Bitcoin investors experienced a similar situation when another fork emerged as a result of a fierce struggle between two opposing camps. In the case of the altcoin Tezos, which was originally created for a universal solution to problems with voting control, it was forced to seriously slow down in development due to litigation between the founders and a large investor.

It is possible to enumerate for a long time the problems that arise in the management of various cryptocurrencies. For example, due to the lack of a tool that prevents replay, there may be duplicate transfers in two blockchains at the same time. Today, too much money is at stake, according to Philip Hacker, an expert in corporate governance of virtual payment systems, so investors are worried about unsecured payments. Large owners of digital money, like shareholders of companies, have similar rights, since a change in the protocol on the blockchain can seriously affect the value of their assets.

For example, as a result of a hard fork, the users investment portfolio actually doubles. Therefore, court decisions like Tezos could slow down the overall development of the protocol and freeze investor funds. According to Mr. Hacker, by giving users the right to vote, network developers are significantly limited in their capabilities. For this reason, an entire community can be harmed by the actions of a particular person or group of people, and ultimately the founders of the system are to blame.
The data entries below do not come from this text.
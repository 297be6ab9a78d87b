//! Loader configuration (`0x200..0x400`).
//!
//! Owned by the software boot loader, not the mask ROM: a tag and up to eight pointers to
//! firmware info blocks (see [`crate::fw_block`]).

use super::codec::{Reader, Writer};

/// Loader configuration record.
#[derive(Debug, Clone, Copy, PartialEq, Eq)]
#[cfg_attr(feature = "defmt", derive(defmt::Format))]
pub struct LoaderConfig {
    pub mark: [u8; 8],
    /// Addresses of firmware info blocks, `0` for unused entries.
    pub fw_info: [u32; LoaderConfig::MAX_FW_INFO],
}

impl LoaderConfig {
    pub const SIZE: usize = 0x200;
    pub const MAX_FW_INFO: usize = 8;

    /// All-zero record, ignored by the loader.
    pub const EMPTY: Self = Self {
        mark: [0; 8],
        fw_info: [0; Self::MAX_FW_INFO],
    };

    /// Whether the record carries anything.
    pub fn is_empty(&self) -> bool {
        *self == Self::EMPTY
    }

    /// Used `fw_info` entries.
    pub fn blocks(&self) -> impl Iterator<Item = u32> + '_ {
        self.fw_info.iter().copied().filter(|&addr| addr != 0)
    }

    pub(crate) const fn encode<const N: usize>(&self, w: &mut Writer<N>, at: usize) {
        w.bytes(at, &self.mark);
        w.u32s(at + 0x08, &self.fw_info);
    }

    pub(crate) fn decode(r: &Reader<'_>, at: usize) -> Self {
        Self {
            mark: r.array(at),
            fw_info: r.u32s(at + 0x08),
        }
    }
}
The statement should be taken with one exception. Small cryptocurrencies that are not yet listed will not yet be able to demonstrate the effect of the integration of modern management systems. Previously, the implementation of changes to the blockchain was carried out by small groups. For example, at the time of the appearance of Ethereum, investors won, on whose initiative the fork was created. Due to the opposition of the developers of the main cryptocurrency, the Bitcoin Cash network arose. By implementing management systems, an effective way of analyzing the voting process can be obtained, in which all stakeholders will participate.

Applied control systems

In the networks of two giants - Bitcoin and Ethereum, decentralized governance is implemented in two ways. They are based on proposals for modernizing the payment system, the goal of which is to improve the efficiency and functionality of the distributed ledger. According to Mr. Hacker, an effective management system has not yet been implemented in the Bitcoin network, capable of correctly balancing the voices of developers and other members of the community at critical moments.

An example is the mechanism by which the Bitcoin Core team previously managed to avoid block size expansion. Mr. Hacker suggests that proposals for improving the protocol are emerging as a signaling tool that can increase the weight of miners votes, while the users opinion remains unheard. Every owner of a cryptocurrency has the right to make decisions, especially in situations when the fate of the payment system is being decided.

In a kind of game of democracy, Ethereum wins, head and shoulders above Bitcoin. The developers have successfully tested a number of solutions on the blockchain with the second largest cryptocurrency by capitalization. For example, the Carbon mechanism was used to vote on the DAOs prospects. To express a point of view, the client needed to make a transfer of up to 0.08 ETH. But it is worth noting the weak interest of the community in the plebiscite.

In the case of the Dash payment system, voting is carried out using masternodes. The Dash Core team, which includes the first members of the network, reports to the "voters" on the work done. Ryan Taylor, CEO of cryptocurrency Dash, calls the current situation a democracy, because the community owns the developers, and not vice versa.